The dispute between PT BP, Tbk. and the tax authorities has triggered a crucial debate regarding the boundaries of VAT objects in banking transactions, specifically concerning the delivery of Taxable Goods (BKP) in the form of land and buildings through the Foreclosed Assets (AYDA) mechanism. The Respondent applied a positive adjustment to the VAT Base, arguing that the sale of AYDA constitutes a routine banking activity that meets the criteria for BKP delivery under Article 4 paragraph (1) letter a of the VAT Law, given the significant frequency and value of the transactions. However, the legal substance indicates that the bank's position is merely as a collateral holder to recover debt rights from non-performing loans.

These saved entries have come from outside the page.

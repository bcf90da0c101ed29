use rand::Rng;

use crate::combat::types::StatusEffects;
use crate::core::constants::{
    PLAYER_START_ATTACK, PLAYER_START_HEALTH, POTION_HEAL, SCORE_PER_ITEM, SCORE_PER_LEVEL,
};
use crate::core::error::Rejection;
use crate::items::{Gear, ItemKind, Weapon};

/// The adventurer. Created once per game and carried from floor to floor.
#[derive(Debug, Clone, PartialEq)]
pub struct Player {
    pub name: String,
    pub x: usize,
    pub y: usize,
    pub health: u32,
    pub max_health: u32,
    pub level: u32,
    pub xp: u32,
    pub gold: u32,
    pub attack_power: u32,
    pub inventory: Vec<Gear>,
    /// Equipped weapon. Never also present in `inventory`.
    pub weapon: Option<Weapon>,
    pub status_effects: StatusEffects,
}

impl Player {
    pub fn new(name: impl Into<String>) -> Self {
        Self {
            name: name.into(),
            x: 0,
            y: 0,
            health: PLAYER_START_HEALTH,
            max_health: PLAYER_START_HEALTH,
            level: 1,
            xp: 0,
            gold: 0,
            attack_power: PLAYER_START_ATTACK,
            inventory: Vec::new(),
            weapon: None,
            status_effects: StatusEffects::new(),
        }
    }

    pub fn position(&self) -> (usize, usize) {
        (self.x, self.y)
    }

    pub fn set_position(&mut self, (x, y): (usize, usize)) {
        self.x = x;
        self.y = y;
    }

    pub fn is_alive(&self) -> bool {
        self.health > 0
    }

    pub fn take_damage(&mut self, amount: u32) {
        self.health = self.health.saturating_sub(amount);
    }

    /// Heals up to `amount`, never past max health. Returns the amount actually restored.
    pub fn heal(&mut self, amount: u32) -> u32 {
        let healed = amount.min(self.max_health.saturating_sub(self.health));
        self.health += healed;
        healed
    }

    pub fn collect(&mut self, gear: impl Into<Gear>) {
        self.inventory.push(gear.into());
    }

    pub fn count_of(&self, kind: ItemKind) -> usize {
        self.inventory.iter().filter(|g| g.is_kind(kind)).count()
    }

    pub fn has_key(&self) -> bool {
        self.inventory.iter().any(Gear::is_key)
    }

    /// Drops every key; they only open the floor they were found on.
    pub fn discard_keys(&mut self) -> usize {
        let before = self.inventory.len();
        self.inventory.retain(|g| !g.is_key());
        before - self.inventory.len()
    }

    /// Drinks the first Health Potion in the pack. Returns the health restored.
    pub fn use_health_potion(&mut self) -> Result<u32, Rejection> {
        let index = self
            .inventory
            .iter()
            .position(|g| g.is_kind(ItemKind::HealthPotion))
            .ok_or(Rejection::NoPotion)?;
        self.inventory.remove(index);
        Ok(self.heal(POTION_HEAL))
    }

    /// Equips the weapon at `index`, moving any current weapon back into the pack.
    /// Returns the name of the newly equipped weapon.
    pub fn equip(&mut self, index: usize) -> Result<String, Rejection> {
        if !matches!(self.inventory.get(index), Some(Gear::Weapon(_))) {
            return Err(Rejection::NotAWeapon);
        }
        let Gear::Weapon(weapon) = self.inventory.remove(index) else {
            return Err(Rejection::NotAWeapon);
        };
        let name = weapon.name.clone();
        if let Some(previous) = self.weapon.replace(weapon) {
            self.inventory.push(Gear::Weapon(previous));
        }
        Ok(name)
    }

    /// Returns the equipped weapon to the pack.
    pub fn unequip(&mut self) -> Result<String, Rejection> {
        let weapon = self.weapon.take().ok_or(Rejection::NoWeaponEquipped)?;
        let name = weapon.name.clone();
        self.inventory.push(Gear::Weapon(weapon));
        Ok(name)
    }

    /// Damage for one attack: the weapon's range if armed, else half to full attack power.
    pub fn roll_attack<R: Rng>(&self, rng: &mut R) -> u32 {
        match &self.weapon {
            Some(weapon) => weapon.roll_damage(rng),
            None => rng.gen_range(self.attack_power / 2..=self.attack_power),
        }
    }

    pub fn spend_gold(&mut self, amount: u32) -> Result<(), Rejection> {
        if self.gold < amount {
            return Err(Rejection::NotEnoughGold {
                needed: amount,
                available: self.gold,
            });
        }
        self.gold -= amount;
        Ok(())
    }

    /// Final score: level, carried items and gold.
    pub fn score(&self) -> u32 {
        self.level * SCORE_PER_LEVEL + self.inventory.len() as u32 * SCORE_PER_ITEM + self.gold
    }
}

#[cfg(test)]
mod tests {
    use super::*;
    use crate::items::Item;
    use rand::SeedableRng;
    use rand_chacha::ChaCha8Rng;

    fn sword() -> Weapon {
        Weapon::new("Sword", "A sharp sword", 10, 15, 40)
    }

    #[test]
    fn test_new_player_defaults() {
        let p = Player::new("Ada");
        assert_eq!(p.health, 100);
        assert_eq!(p.max_health, 100);
        assert_eq!(p.level, 1);
        assert_eq!(p.attack_power, 10);
        assert_eq!(p.gold, 0);
        assert!(p.inventory.is_empty());
        assert!(p.weapon.is_none());
    }

    #[test]
    fn test_take_damage_clamps_to_zero() {
        let mut p = Player::new("Ada");
        p.take_damage(250);
        assert_eq!(p.health, 0);
        assert!(!p.is_alive());
    }

    #[test]
    fn test_heal_clamps_to_max() {
        let mut p = Player::new("Ada");
        p.health = 95;
        assert_eq!(p.heal(20), 5);
        assert_eq!(p.health, 100);
    }

    #[test]
    fn test_potion_consumed_and_heals() {
        let mut p = Player::new("Ada");
        p.collect(Item::health_potion());
        p.health = 50;
        assert_eq!(p.use_health_potion(), Ok(20));
        assert_eq!(p.health, 70);
        assert_eq!(p.count_of(ItemKind::HealthPotion), 0);
        assert_eq!(p.use_health_potion(), Err(Rejection::NoPotion));
    }

    #[test]
    fn test_potion_at_full_health_still_consumed() {
        let mut p = Player::new("Ada");
        p.collect(Item::health_potion());
        assert_eq!(p.use_health_potion(), Ok(0));
        assert!(p.inventory.is_empty());
    }

    #[test]
    fn test_equip_unequip_round_trip() {
        let mut p = Player::new("Ada");
        p.collect(Item::health_potion());
        p.collect(sword());
        let before = p.inventory.clone();

        assert_eq!(p.equip(1), Ok("Sword".to_string()));
        assert_eq!(p.weapon, Some(sword()));
        assert_eq!(p.inventory.len(), 1);
        assert!(p.inventory.iter().all(|g| g.as_weapon().is_none()));

        assert_eq!(p.unequip(), Ok("Sword".to_string()));
        assert!(p.weapon.is_none());
        assert_eq!(p.inventory.len(), before.len());
        for gear in &before {
            assert!(p.inventory.contains(gear));
        }
    }

    #[test]
    fn test_equip_swaps_previous_weapon_back() {
        let mut p = Player::new("Ada");
        let axe = Weapon::new("Axe", "A heavy axe", 12, 18, 65);
        p.collect(sword());
        p.collect(axe.clone());
        p.equip(0).unwrap();
        // axe is now at index 0
        p.equip(0).unwrap();
        assert_eq!(p.weapon, Some(axe));
        assert_eq!(p.inventory, vec![Gear::Weapon(sword())]);
    }

    #[test]
    fn test_equip_rejects_non_weapon_and_bad_index() {
        let mut p = Player::new("Ada");
        p.collect(Item::health_potion());
        assert_eq!(p.equip(0), Err(Rejection::NotAWeapon));
        assert_eq!(p.equip(5), Err(Rejection::NotAWeapon));
        assert_eq!(p.inventory.len(), 1);
        assert_eq!(p.unequip(), Err(Rejection::NoWeaponEquipped));
    }

    #[test]
    fn test_unarmed_attack_range() {
        let mut rng = ChaCha8Rng::seed_from_u64(1);
        let p = Player::new("Ada");
        for _ in 0..100 {
            assert!((5..=10).contains(&p.roll_attack(&mut rng)));
        }
    }

    #[test]
    fn test_spend_gold_rejects_without_change() {
        let mut p = Player::new("Ada");
        p.gold = 20;
        assert_eq!(
            p.spend_gold(30),
            Err(Rejection::NotEnoughGold {
                needed: 30,
                available: 20
            })
        );
        assert_eq!(p.gold, 20);
        assert!(p.spend_gold(20).is_ok());
        assert_eq!(p.gold, 0);
    }

    #[test]
    fn test_score_formula() {
        let mut p = Player::new("Ada");
        p.level = 3;
        p.gold = 42;
        p.collect(Item::health_potion());
        p.collect(sword());
        p.equip(1).unwrap();
        // equipped weapon is not in the pack
        assert_eq!(p.score(), 300 + 10 + 42);
    }

    #[test]
    fn test_discard_keys() {
        let mut p = Player::new("Ada");
        p.collect(Item::key("Opens the dungeon exit"));
        p.collect(Item::health_potion());
        p.collect(Item::key("A magical key dropped by the boss"));
        assert!(p.has_key());
        assert_eq!(p.discard_keys(), 2);
        assert!(!p.has_key());
        assert_eq!(p.inventory.len(), 1);
    }
}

The core of the conflict lies in the interpretation of whether the sale of AYDA is an independent business activity of the bank or simply a sequence of settling the debtor's obligations. The Respondent argued that when the bank sells AYDA, a transfer of ownership rights occurs, which is subject to VAT. On the other hand, PT BP, Tbk. emphasized that based on the Banking Law and the Mortgage Law (UU Hak Tanggungan), AYDA remains a collateral asset whose civil law ownership remains with the debtor until it is sold. The bank only executes a regulatory mandate to liquidate the guarantee without seeking a price margin, but rather to cover the principal debt and interest.

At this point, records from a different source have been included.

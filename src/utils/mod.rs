//! Utility modules: build info and ~/.delve persistence.

pub mod build_info;
pub mod persistence;

pub use build_info::*;
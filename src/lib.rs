//! Delve - a turn-based dungeon crawl engine.
//!
//! The library holds the whole game: floor generation, the room state machine,
//! combat, progression and the economy. It never touches the terminal; input comes
//! through a [`core::CommandSource`] and everything that happens is reported as a
//! [`core::GameEvent`].

pub mod character;
pub mod combat;
pub mod core;
pub mod dungeon;
pub mod economy;
pub mod items;
pub mod leaderboard;
pub mod simulator;
pub mod utils;
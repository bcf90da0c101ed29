//! Items, weapons and the shop catalog.

pub mod catalog;
pub mod types;

pub use catalog::*;
pub use types::*;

The Tax Court Judges, in their resolution, upheld the Taxpayer's argument. The Judges opined that the AYDA transaction, from foreclosure to sale to a third party, is a single unified process of debt-receivable settlement. Pursuant to Article 1A paragraph (2) letter b of the VAT Law, the delivery of BKP for debt collateral is explicitly declared as a non-taxable delivery. The Bench emphasized that in economic and legal substance, there is no change in the bank's function into a real estate dealer; thus, the Respondent's correction was declared to have no strong legal basis.

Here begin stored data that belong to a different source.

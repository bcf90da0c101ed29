//! Static enemy data: floor archetypes, bosses and boss loot.

use super::types::Ability;
use crate::items::Weapon;

/// (name, hp_min, hp_max, atk_min, atk_max, defense), weakest first.
/// Floor tiers index into the front of the table; the last entry is reserved for the deepest floors.
pub const ENEMY_ARCHETYPES: [(&str, u32, u32, u32, u32, u32); 25] = [
    ("Goblin", 40, 70, 5, 12, 2),
    ("Skeleton", 60, 90, 7, 14, 3),
    ("Orc", 80, 110, 10, 18, 4),
    ("Wraith", 100, 140, 12, 22, 6),
    ("Demon", 120, 160, 15, 26, 8),
    ("Bandit", 50, 80, 6, 14, 3),
    ("Cultist", 65, 95, 9, 16, 3),
    ("Ghoul", 70, 100, 8, 15, 4),
    ("Vampire", 90, 130, 10, 20, 5),
    ("Troll", 110, 150, 13, 23, 6),
    ("Lich", 130, 170, 14, 26, 7),
    ("Minotaur", 140, 180, 16, 28, 8),
    ("Harpy", 70, 110, 10, 18, 4),
    ("Werewolf", 100, 140, 12, 20, 5),
    ("Gargoyle", 90, 130, 10, 22, 6),
    ("Basilisk", 120, 160, 14, 24, 7),
    ("Shade", 80, 120, 11, 19, 4),
    ("Warlock", 110, 150, 15, 25, 6),
    ("Zombie", 60, 100, 6, 14, 3),
    ("Revenant", 150, 190, 18, 28, 9),
    ("Phoenix", 160, 200, 20, 30, 10),
    ("Giant Spider", 70, 110, 9, 17, 4),
    ("Slime King", 130, 170, 13, 21, 6),
    ("Hydra", 180, 220, 22, 32, 11),
    ("Dark Knight", 170, 210, 21, 29, 10),
];

/// (name, hp, atk, defense, gold, ability) before floor scaling.
pub const BOSSES: [(&str, u32, u32, u32, u32, Ability); 10] = [
    ("Bone Tyrant", 250, 30, 12, 120, Ability::Lifesteal),
    ("Inferno Golem", 270, 35, 14, 140, Ability::Burn),
    ("Frost Warden", 260, 28, 13, 130, Ability::Freeze),
    ("Shadow Reaver", 280, 33, 15, 150, Ability::Poison),
    ("Doom Bringer", 300, 38, 16, 160, Ability::DoubleStrike),
    ("Void Serpent", 290, 36, 17, 155, Ability::Poison),
    ("Ember Lord", 295, 37, 16, 158, Ability::Burn),
    ("Glacier Fiend", 265, 29, 14, 133, Ability::Freeze),
    ("Grave Monarch", 275, 32, 15, 138, Ability::Lifesteal),
    ("Storm Reaper", 285, 34, 15, 145, Ability::DoubleStrike),
];

/// Fixed ability for named archetypes; everyone else just hits.
pub fn archetype_ability(name: &str) -> Option<Ability> {
    match name {
        "Vampire" | "Lich" => Some(Ability::Lifesteal),
        "Wraith" | "Hydra" => Some(Ability::Poison),
        "Warlock" | "Phoenix" => Some(Ability::Burn),
        "Basilisk" => Some(Ability::Freeze),
        "Dark Knight" | "Werewolf" => Some(Ability::DoubleStrike),
        _ => None,
    }
}

/// Unique weapons a boss may leave behind. Uniques have no resale value.
pub fn boss_loot(name: &str) -> Vec<Weapon> {
    let unique = |weapon: &str, description: &str, min: u32, max: u32| {
        vec![Weapon::new(weapon, description, min, max, 0)]
    };
    match name {
        "Bone Tyrant" => unique("Skullcrusher", "A mace adorned with bone fragments.", 24, 32),
        "Inferno Golem" => unique("Molten Blade", "Red-hot sword that scorches foes.", 26, 34),
        "Frost Warden" => unique("Glacier Edge", "Chilling blade that slows enemies.", 23, 31),
        "Shadow Reaver" => unique("Nightfang", "A dagger that thrives in shadows.", 22, 30),
        "Doom Bringer" => unique("Cataclysm", "Heavy axe with devastating power.", 28, 36),
        "Void Serpent" => unique("Venom Spire", "Spear coated in lethal toxins.", 24, 32),
        "Ember Lord" => unique("Flame Lash", "Whip of living fire.", 25, 33),
        "Glacier Fiend" => unique("Frozen Talon", "Ice-forged claw that freezes.", 24, 31),
        "Grave Monarch" => unique("Cryptblade", "Blade of necrotic energy.", 25, 34),
        "Storm Reaper" => unique("Thunder Cleaver", "Sword crackling with lightning.", 26, 35),
        _ => Vec::new(),
    }
}

#[cfg(test)]
mod tests {
    use super::*;

    #[test]
    fn test_archetype_ranges_are_ordered() {
        for (name, hp_min, hp_max, atk_min, atk_max, _) in ENEMY_ARCHETYPES {
            assert!(hp_min <= hp_max, "{name} hp range inverted");
            assert!(atk_min <= atk_max, "{name} atk range inverted");
        }
    }

    #[test]
    fn test_named_abilities() {
        assert_eq!(archetype_ability("Vampire"), Some(Ability::Lifesteal));
        assert_eq!(archetype_ability("Wraith"), Some(Ability::Poison));
        assert_eq!(archetype_ability("Basilisk"), Some(Ability::Freeze));
        assert_eq!(archetype_ability("Goblin"), None);
    }

    #[test]
    fn test_every_boss_has_unique_loot() {
        for (name, ..) in BOSSES {
            let loot = boss_loot(name);
            assert_eq!(loot.len(), 1, "{name} should have exactly one unique");
            assert_eq!(loot[0].price, 0);
        }
        assert!(boss_loot("Goblin").is_empty());
    }
}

The implication of this decision reaffirms legal certainty for the banking sector in managing Non-Performing Loan (NPL) ratios. This ruling serves as an important precedent that the VAT exemption for debt collateral remains valid even if the sale process is conducted through a bank. This prevents a double tax burden that could hinder the liquidity of national banking. For other Taxpayers, this case serves as a reminder to strengthen arguments based on industry-specific regulations (such as the Banking Law) that interact with tax law.
In conclusion, the court affirmed that the nature of the transaction takes precedence over the mere frequency of the activity. The sale of AYDA by a bank is purely a credit recovery mechanism exempted from VAT.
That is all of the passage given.